PROBLEM DESCRIPTION - State how many lines in the listing below contain the word "crate", with no other words.
------ RECORDS FOR PROCESSING ------
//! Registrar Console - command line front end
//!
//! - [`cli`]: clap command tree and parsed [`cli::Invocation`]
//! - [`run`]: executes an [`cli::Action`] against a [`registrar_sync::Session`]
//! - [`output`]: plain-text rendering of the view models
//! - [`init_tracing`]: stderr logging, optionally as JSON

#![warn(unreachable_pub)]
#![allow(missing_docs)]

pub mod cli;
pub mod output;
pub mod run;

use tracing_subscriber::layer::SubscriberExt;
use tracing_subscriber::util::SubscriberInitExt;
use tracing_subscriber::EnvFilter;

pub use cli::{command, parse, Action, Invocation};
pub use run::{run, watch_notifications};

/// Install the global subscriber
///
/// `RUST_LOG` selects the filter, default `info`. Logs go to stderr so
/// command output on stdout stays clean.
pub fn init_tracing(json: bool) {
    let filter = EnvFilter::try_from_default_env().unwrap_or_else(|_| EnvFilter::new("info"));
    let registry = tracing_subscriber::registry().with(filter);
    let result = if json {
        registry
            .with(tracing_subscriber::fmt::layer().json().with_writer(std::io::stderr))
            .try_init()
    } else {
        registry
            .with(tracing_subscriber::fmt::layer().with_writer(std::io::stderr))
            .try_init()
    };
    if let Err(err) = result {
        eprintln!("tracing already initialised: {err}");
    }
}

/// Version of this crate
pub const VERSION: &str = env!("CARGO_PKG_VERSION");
------
------ RECORDS FOR PROCESSING ------
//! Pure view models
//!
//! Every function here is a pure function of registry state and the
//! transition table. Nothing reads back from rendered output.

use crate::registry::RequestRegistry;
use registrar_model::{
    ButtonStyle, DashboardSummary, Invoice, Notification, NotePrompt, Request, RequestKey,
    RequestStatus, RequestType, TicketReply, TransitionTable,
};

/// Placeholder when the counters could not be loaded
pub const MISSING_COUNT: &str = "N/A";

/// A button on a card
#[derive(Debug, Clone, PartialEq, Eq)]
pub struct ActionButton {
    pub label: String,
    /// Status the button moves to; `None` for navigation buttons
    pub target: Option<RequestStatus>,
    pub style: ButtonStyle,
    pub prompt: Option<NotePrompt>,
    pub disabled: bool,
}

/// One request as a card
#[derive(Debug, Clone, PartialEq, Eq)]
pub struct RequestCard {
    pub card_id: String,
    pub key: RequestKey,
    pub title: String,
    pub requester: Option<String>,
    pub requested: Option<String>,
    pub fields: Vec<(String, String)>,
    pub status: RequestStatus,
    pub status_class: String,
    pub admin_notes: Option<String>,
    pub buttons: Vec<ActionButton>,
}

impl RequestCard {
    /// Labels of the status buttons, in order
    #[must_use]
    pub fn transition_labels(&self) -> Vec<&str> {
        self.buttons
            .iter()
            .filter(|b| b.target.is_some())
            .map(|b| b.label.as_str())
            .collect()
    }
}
------
ANSWER TO THE EXERCISE - 2